甲型H3N2流感病毒截短型PB1-F2蛋白与宿主蛋白的相互作用的初步研究

目的利用酵母双杂交技术研究甲型H3N2流感病毒截短型PB1-F2蛋白与人类宿主蛋白的相互作用，为该病毒蛋白的功能研究和致病机制提供理论依据。方法以本实验室分离和鉴定的甲型H3N2流感病毒A／Guangdong／7028／2010为模版，构建pGBKT7-PB1-F2重组载体，利用Y2HGold酵母双杂交系统，从人类通用cDNA文库中筛选与其相互作用的蛋白。结果成功构建含诱饵蛋白基因的pGBKT7-PB1-F2重组载体，转化酵母自激活和毒性实验显示为阴性：酵母双杂交实验显示Y2HGold和Y187酵母的结合率为5．22％，符合实验要求；经筛选和验证后，得到3个与截短型PB1-F2蛋白有相互作用的阳性克隆，分别为钾／钠ATP酶B1亚基、热休克蛋白40和白介素-2受体1亚基。结论初步推断截短型H3N2流感病毒PB1-F2蛋白可能影响流感病毒在宿主细胞中的复制功能和凋亡调控。
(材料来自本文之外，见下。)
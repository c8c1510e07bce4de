#![forbid(unsafe_code)]

use std::path::Path;
use std::str::FromStr;

use solana_sdk::signature::{read_keypair_file, Keypair};

use crate::error::KingdomError;

/// Which network to talk to.
#[derive(Clone, Debug, PartialEq, Eq)]
pub enum Cluster {
    Devnet,
    MainnetBeta,
    Localnet,
    Custom(String),
}

impl Cluster {
    pub fn url(&self) -> &str {
        match self {
            Cluster::Devnet => "https://api.devnet.solana.com",
            Cluster::MainnetBeta => "https://api.mainnet-beta.solana.com",
            Cluster::Localnet => "http://127.0.0.1:8899",
            Cluster::Custom(url) => url,
        }
    }
}

impl FromStr for Cluster {
    type Err = KingdomError;

    fn from_str(s: &str) -> Result<Self, Self::Err> {
        match s {
            "devnet" => Ok(Cluster::Devnet),
            "mainnet-beta" | "mainnet" => Ok(Cluster::MainnetBeta),
            "localnet" => Ok(Cluster::Localnet),
            other if other.starts_with("http://") || other.starts_with("https://") => {
                Ok(Cluster::Custom(other.to_string()))
            }
            other => Err(KingdomError::InvalidInput(format!(
                "unknown cluster '{other}' (expected devnet, mainnet-beta, localnet, or a URL)"
            ))),
        }
    }
}

pub fn load_keypair(path: &Path) -> Result<Keypair, KingdomError> {
    read_keypair_file(path).map_err(|e| {
        KingdomError::InvalidInput(format!("cannot read keypair {}: {e}", path.display()))
    })
}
Study on the interaction between truncated PB1-F2 of influenza A virus subtype H3N2 and host proteins

Objective To study the interaction between truncated PB1-F2 of influenza A virus subtype H3N2 and host proteins by yeast two-hybrid system, and understand the function and mechanism of PBI-F2 protein. Methods We focused on the truncated PB1-F2 of influenza A virus subtype H3N2 and use A/Guangdong/7028/2010 as template which isolated and identified by our laboratory. PB1-F2 gene was cloned into bait plasmid pGBKT-7 and confirmed by DNA sequencing. Yeast two-hybrid library screening （Y2HGold） was used to study the interaction between PB1-F2 and host proteins through Univeral Human （Normalized） cDNA library. Results pGBKT7-PB1-F2 was successfully constructed and confirmed by DNA sequencing, there were no auto-activation and toxicity for the pGBKTT-PB1-F2 as bait vector. The mating efficiency of Y2HGold and Y187 yeast was 5.22%. Three positive clones interacting with PB1-F2 were obtained and identified by yeast two-hybrid screening. They were NA/K-ATPase β1 subunit,HSP40 and interleukin 2 receptor γ subunit, respectively. Conclusion Host proteins NA/K-ATPase β1 subunit, HSP40 and interleukin 2 receptor γ subunit may affect the virus replication and cell life cycle through interaction with the viral protein PB1-F2.